### EXERCISE DETAILS
Count the lines below containing "since". Number only.

[DATA — start]

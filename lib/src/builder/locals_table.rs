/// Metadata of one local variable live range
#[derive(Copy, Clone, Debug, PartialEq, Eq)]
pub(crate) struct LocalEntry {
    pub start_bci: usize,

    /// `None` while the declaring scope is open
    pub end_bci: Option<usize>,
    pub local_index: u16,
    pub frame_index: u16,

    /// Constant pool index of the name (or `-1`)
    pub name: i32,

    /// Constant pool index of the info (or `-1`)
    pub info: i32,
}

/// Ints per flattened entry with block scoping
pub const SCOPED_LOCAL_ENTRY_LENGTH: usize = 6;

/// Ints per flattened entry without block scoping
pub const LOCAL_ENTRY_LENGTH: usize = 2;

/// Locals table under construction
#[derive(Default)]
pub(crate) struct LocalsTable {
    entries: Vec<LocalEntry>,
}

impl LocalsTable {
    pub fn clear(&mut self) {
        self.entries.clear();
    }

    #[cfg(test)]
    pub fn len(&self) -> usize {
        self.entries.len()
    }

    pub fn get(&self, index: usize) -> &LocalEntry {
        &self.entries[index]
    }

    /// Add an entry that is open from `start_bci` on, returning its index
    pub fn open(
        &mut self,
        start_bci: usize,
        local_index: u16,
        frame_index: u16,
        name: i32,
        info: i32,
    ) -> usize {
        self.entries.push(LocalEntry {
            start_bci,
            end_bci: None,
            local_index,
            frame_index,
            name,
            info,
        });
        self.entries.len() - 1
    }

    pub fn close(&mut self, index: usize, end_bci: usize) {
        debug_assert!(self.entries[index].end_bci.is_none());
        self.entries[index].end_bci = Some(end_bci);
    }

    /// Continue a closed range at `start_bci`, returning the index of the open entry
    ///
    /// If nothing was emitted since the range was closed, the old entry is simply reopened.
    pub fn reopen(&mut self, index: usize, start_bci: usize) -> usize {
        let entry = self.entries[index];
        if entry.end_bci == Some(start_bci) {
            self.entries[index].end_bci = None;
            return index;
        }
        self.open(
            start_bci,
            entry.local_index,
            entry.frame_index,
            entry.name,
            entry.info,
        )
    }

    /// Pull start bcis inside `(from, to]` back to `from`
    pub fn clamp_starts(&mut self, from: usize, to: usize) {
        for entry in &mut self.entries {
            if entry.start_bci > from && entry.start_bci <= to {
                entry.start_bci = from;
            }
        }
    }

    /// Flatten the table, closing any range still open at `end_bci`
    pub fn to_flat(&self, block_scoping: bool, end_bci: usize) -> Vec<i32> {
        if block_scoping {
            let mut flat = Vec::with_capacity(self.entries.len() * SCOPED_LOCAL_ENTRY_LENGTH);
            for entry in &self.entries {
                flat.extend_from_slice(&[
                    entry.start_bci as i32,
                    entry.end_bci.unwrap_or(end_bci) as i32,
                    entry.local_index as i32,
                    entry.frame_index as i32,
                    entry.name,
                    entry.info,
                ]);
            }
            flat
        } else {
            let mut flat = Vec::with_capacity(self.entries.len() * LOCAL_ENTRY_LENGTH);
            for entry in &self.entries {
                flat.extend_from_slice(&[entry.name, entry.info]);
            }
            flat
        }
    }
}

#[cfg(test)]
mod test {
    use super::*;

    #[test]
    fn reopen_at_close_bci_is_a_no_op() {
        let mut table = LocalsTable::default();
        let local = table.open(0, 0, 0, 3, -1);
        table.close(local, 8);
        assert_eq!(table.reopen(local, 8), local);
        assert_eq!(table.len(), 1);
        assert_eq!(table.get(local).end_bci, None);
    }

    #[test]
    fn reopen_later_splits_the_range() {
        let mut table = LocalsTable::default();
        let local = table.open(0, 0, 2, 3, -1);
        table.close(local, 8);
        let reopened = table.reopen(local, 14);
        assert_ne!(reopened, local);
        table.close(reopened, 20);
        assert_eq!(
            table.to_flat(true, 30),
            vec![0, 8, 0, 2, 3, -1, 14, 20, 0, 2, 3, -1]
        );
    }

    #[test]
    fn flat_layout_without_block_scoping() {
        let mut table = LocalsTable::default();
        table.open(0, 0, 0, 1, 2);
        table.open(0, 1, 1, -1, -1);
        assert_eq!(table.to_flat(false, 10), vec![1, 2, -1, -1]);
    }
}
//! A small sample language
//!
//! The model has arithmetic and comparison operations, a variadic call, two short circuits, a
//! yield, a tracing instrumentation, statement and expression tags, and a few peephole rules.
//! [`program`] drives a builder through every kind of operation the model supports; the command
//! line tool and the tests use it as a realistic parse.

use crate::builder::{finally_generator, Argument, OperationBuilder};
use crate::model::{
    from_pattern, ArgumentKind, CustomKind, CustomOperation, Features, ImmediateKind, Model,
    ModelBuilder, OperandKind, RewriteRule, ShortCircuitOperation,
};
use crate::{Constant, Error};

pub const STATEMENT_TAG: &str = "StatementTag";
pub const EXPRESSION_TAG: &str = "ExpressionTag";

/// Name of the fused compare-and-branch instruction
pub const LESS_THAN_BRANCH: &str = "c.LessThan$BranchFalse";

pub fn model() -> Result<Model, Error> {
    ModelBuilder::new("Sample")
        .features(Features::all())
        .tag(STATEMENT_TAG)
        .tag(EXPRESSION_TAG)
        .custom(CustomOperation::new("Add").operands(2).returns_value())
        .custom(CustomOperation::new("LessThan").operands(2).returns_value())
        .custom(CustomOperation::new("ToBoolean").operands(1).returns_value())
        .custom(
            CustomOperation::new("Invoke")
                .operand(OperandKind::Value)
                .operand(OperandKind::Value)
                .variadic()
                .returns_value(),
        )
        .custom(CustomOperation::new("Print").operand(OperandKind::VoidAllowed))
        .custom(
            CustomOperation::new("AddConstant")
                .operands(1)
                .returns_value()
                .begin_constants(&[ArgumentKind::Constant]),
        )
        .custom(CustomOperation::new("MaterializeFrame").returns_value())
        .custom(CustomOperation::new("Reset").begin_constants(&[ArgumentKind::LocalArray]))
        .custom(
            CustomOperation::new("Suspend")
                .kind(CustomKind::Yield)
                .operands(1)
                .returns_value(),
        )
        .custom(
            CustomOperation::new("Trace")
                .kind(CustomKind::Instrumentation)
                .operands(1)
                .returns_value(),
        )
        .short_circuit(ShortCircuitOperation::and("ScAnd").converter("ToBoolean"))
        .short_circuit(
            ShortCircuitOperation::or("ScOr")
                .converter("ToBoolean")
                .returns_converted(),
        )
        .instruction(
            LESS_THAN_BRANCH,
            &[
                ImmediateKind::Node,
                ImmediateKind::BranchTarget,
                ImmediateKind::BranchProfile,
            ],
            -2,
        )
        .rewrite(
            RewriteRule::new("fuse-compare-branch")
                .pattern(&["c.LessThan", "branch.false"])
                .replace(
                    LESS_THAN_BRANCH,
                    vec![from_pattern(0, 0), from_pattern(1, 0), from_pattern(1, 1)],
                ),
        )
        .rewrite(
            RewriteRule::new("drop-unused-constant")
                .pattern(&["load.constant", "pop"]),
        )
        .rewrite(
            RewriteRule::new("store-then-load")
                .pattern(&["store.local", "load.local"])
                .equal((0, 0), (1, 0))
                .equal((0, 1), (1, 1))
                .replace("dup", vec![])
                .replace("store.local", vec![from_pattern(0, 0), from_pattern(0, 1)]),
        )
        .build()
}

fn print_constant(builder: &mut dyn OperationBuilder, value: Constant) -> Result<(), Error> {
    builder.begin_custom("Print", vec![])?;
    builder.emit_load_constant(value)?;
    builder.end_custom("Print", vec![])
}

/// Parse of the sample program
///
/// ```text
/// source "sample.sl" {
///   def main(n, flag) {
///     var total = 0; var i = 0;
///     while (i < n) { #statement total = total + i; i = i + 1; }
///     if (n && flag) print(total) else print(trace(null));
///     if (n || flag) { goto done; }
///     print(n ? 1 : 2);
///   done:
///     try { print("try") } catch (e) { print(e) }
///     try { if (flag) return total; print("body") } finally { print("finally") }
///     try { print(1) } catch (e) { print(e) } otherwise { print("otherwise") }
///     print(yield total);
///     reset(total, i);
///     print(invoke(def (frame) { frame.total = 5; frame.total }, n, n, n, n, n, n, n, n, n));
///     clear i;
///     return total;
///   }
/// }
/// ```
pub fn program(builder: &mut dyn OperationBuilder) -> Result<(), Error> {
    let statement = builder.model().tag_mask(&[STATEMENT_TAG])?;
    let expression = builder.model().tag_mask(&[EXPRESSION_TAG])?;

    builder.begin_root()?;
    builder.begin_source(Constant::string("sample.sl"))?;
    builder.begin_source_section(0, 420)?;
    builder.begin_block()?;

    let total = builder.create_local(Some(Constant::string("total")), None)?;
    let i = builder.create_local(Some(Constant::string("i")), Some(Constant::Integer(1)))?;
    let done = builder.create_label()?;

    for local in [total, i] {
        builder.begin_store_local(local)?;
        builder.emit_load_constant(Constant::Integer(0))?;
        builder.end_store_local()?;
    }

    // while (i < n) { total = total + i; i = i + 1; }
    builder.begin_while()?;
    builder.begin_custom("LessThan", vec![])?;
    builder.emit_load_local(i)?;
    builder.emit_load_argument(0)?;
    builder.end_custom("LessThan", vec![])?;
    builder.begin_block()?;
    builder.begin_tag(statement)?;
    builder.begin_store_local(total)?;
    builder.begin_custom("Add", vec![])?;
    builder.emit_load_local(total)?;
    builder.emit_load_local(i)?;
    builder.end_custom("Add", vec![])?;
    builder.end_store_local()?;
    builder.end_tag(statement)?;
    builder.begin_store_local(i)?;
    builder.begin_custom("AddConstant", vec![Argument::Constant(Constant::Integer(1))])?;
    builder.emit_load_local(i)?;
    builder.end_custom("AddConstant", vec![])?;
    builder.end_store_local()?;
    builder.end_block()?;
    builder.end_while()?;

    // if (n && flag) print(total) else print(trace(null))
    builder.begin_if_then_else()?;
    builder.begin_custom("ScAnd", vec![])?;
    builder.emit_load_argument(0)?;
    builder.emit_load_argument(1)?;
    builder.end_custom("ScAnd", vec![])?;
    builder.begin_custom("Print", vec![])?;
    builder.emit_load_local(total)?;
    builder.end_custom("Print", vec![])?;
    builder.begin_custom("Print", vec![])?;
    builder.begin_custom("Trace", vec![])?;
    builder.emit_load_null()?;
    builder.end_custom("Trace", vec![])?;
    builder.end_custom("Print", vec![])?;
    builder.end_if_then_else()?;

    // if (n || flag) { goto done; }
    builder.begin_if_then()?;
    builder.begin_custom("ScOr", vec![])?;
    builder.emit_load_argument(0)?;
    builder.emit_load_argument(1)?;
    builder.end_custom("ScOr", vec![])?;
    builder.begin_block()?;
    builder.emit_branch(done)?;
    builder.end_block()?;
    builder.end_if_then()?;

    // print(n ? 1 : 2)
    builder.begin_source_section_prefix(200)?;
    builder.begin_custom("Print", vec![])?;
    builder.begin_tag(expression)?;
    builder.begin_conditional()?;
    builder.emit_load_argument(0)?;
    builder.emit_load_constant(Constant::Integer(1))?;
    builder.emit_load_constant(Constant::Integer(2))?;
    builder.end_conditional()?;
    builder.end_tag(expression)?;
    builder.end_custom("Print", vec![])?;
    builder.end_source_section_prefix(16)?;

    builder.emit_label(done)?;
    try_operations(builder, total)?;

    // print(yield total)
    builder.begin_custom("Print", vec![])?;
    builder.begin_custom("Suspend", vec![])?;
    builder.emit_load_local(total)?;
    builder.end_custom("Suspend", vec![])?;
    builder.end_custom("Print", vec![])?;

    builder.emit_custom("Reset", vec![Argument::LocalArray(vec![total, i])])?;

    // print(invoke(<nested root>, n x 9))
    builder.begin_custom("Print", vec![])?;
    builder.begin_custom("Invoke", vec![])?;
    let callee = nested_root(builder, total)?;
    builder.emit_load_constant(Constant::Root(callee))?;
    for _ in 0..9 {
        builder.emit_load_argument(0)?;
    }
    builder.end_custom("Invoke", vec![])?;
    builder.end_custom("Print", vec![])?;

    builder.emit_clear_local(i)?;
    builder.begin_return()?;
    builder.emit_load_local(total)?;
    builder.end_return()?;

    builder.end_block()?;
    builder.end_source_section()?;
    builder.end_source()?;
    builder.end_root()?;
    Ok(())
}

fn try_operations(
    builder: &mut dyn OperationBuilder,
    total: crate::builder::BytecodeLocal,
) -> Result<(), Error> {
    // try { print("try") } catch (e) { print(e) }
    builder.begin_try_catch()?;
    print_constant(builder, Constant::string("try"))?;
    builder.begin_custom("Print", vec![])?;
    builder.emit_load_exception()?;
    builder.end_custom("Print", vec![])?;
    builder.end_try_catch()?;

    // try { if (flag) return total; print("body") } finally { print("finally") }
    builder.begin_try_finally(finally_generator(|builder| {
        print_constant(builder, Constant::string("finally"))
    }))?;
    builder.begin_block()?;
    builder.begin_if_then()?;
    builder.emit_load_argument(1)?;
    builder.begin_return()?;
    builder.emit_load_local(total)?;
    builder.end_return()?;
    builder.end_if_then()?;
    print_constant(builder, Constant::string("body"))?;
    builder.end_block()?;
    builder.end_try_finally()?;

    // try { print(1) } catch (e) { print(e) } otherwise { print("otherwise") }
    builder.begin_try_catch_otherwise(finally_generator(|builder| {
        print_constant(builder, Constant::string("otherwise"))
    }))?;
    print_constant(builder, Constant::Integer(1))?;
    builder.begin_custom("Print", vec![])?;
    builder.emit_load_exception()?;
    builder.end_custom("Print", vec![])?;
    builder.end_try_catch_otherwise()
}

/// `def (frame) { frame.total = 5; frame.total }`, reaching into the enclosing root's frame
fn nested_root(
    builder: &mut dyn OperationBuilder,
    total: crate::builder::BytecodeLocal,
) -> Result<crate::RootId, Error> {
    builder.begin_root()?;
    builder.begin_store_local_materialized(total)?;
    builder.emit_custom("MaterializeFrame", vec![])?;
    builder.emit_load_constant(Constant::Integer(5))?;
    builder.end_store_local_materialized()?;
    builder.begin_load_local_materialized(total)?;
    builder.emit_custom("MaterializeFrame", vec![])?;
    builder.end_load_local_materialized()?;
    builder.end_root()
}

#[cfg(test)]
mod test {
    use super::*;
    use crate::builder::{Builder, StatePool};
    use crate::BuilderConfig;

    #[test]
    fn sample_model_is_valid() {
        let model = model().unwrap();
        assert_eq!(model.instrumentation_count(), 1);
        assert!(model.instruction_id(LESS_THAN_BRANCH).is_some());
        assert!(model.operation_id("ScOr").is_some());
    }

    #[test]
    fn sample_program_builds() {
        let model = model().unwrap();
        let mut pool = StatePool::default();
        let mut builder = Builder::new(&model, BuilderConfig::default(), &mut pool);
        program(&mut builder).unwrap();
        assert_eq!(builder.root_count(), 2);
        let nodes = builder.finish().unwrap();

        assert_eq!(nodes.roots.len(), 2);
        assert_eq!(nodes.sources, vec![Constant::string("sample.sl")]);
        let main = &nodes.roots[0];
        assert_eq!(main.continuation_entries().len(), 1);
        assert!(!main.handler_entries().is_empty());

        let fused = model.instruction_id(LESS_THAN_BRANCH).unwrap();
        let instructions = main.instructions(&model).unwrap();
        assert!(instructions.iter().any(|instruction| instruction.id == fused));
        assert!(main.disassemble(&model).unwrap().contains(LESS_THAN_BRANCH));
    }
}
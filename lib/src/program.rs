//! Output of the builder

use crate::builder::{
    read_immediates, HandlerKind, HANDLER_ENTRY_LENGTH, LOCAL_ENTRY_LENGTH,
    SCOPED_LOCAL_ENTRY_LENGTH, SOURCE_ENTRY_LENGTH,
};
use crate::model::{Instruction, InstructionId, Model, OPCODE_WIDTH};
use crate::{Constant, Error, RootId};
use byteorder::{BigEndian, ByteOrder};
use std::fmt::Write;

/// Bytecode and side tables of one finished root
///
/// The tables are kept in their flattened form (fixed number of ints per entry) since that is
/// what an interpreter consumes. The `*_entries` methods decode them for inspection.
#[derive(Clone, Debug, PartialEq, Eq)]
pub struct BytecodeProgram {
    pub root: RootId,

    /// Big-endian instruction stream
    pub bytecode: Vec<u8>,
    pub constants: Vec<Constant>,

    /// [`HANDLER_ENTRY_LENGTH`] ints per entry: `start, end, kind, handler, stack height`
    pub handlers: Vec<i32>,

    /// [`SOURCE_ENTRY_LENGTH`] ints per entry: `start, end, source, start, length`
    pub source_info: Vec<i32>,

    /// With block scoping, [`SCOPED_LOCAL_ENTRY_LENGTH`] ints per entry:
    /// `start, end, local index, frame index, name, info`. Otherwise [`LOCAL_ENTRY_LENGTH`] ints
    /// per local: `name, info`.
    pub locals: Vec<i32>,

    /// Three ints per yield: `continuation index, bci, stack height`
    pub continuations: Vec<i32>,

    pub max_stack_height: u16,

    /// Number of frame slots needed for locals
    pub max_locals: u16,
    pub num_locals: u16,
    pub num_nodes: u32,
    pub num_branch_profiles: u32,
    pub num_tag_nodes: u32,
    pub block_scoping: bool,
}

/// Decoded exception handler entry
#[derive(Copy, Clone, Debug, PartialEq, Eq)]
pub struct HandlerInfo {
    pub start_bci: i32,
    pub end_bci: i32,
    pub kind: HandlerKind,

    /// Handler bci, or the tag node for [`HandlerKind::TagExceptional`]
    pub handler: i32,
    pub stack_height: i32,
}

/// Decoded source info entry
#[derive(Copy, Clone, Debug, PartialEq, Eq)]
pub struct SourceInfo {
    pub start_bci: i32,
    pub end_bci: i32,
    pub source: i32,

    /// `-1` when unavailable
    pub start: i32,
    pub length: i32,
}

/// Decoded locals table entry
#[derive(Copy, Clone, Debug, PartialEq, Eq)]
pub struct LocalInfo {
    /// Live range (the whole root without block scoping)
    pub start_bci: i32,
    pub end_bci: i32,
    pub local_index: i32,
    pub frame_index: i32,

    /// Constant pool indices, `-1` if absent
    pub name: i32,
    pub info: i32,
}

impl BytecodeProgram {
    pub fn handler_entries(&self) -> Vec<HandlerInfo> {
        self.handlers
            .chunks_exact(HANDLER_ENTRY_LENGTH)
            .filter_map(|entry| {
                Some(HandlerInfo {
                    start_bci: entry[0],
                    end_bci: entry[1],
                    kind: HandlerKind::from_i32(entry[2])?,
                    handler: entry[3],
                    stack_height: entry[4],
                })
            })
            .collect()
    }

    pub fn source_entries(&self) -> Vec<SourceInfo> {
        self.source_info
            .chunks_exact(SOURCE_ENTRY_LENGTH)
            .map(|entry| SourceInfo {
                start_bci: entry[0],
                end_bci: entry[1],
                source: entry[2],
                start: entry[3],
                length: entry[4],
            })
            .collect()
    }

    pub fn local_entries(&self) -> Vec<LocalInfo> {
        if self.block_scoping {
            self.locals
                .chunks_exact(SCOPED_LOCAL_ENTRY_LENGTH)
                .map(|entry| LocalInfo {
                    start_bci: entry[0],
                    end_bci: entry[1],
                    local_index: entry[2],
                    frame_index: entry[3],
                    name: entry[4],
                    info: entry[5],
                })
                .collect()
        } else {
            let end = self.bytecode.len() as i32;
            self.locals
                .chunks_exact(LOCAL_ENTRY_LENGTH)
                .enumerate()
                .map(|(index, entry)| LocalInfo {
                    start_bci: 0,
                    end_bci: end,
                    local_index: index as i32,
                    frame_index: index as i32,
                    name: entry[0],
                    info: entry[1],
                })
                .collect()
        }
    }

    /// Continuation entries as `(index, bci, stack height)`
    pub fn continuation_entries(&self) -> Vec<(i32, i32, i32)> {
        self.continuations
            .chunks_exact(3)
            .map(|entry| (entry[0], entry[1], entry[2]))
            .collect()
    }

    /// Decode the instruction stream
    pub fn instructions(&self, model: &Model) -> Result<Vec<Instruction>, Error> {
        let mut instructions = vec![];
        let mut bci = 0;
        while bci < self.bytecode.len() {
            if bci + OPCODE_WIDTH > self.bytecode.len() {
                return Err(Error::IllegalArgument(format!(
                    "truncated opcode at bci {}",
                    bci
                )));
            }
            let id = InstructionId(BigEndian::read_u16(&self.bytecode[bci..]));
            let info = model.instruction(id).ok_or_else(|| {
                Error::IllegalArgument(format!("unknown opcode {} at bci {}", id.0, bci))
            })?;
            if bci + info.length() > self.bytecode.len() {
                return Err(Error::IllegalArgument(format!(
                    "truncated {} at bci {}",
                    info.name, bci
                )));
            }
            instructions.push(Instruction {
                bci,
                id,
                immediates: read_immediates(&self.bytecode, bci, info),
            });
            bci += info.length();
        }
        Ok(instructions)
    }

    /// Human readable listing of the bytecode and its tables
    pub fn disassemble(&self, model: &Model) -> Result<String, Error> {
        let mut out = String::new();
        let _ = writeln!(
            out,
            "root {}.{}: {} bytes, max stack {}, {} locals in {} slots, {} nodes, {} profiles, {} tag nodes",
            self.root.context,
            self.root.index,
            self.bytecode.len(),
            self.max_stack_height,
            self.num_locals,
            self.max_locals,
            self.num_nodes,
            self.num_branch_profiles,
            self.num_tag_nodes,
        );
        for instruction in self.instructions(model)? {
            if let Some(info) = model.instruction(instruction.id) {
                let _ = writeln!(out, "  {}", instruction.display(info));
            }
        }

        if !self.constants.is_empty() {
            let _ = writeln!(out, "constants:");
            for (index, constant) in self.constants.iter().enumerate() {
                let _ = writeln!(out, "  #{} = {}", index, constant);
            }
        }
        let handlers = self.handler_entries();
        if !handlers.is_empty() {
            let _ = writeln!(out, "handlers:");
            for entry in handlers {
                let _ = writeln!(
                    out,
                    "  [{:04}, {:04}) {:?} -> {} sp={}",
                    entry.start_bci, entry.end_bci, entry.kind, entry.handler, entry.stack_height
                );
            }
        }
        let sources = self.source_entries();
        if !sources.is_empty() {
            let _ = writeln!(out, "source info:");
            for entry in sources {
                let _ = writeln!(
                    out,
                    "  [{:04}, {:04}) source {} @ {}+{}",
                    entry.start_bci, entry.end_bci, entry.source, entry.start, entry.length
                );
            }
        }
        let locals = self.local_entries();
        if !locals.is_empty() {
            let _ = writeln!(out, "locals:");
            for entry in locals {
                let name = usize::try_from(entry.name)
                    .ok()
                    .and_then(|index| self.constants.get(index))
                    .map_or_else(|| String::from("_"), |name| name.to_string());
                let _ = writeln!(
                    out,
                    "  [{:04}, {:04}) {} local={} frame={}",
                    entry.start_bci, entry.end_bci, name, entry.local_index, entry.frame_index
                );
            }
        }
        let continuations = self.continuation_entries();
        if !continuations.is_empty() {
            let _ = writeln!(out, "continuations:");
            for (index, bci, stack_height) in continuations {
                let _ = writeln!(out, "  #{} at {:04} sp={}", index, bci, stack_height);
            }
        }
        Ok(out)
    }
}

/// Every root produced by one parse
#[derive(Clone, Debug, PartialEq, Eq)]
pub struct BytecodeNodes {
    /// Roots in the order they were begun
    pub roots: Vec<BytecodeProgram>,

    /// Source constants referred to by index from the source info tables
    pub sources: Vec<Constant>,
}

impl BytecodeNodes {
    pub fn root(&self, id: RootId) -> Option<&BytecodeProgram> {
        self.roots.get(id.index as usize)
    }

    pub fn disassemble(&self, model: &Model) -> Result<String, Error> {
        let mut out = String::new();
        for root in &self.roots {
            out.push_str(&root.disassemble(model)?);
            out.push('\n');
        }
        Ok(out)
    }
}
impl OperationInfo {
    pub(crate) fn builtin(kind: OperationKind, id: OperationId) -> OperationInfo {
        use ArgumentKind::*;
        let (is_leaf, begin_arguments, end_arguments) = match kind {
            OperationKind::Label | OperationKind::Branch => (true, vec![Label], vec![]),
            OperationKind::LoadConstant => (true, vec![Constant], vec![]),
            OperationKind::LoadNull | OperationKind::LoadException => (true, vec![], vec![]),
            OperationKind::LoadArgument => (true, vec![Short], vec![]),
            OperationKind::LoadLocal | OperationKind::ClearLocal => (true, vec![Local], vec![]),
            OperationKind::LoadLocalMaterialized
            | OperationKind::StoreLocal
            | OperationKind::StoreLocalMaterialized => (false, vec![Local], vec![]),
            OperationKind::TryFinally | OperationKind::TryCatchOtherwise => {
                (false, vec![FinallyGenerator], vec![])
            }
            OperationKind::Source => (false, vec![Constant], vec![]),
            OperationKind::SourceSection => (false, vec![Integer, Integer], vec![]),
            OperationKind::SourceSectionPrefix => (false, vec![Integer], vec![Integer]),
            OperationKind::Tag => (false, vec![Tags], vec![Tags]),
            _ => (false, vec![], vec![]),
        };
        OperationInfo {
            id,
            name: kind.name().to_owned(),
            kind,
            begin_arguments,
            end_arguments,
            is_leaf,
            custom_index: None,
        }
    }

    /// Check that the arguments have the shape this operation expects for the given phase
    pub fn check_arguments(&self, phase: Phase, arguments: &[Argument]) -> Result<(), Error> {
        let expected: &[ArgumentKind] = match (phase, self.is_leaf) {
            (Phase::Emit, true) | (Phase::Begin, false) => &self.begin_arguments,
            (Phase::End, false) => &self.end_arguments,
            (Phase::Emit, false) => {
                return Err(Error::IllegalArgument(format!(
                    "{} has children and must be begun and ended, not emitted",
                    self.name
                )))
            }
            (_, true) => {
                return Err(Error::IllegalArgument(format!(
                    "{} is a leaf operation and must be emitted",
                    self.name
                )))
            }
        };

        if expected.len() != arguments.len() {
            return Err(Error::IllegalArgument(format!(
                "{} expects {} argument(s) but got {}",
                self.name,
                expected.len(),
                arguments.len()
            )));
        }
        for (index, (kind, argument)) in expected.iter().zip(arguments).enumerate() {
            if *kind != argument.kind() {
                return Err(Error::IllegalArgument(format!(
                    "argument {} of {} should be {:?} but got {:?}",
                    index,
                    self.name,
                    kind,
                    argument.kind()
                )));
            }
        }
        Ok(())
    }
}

[DATA — finish]

### YOUR SOLUTION
2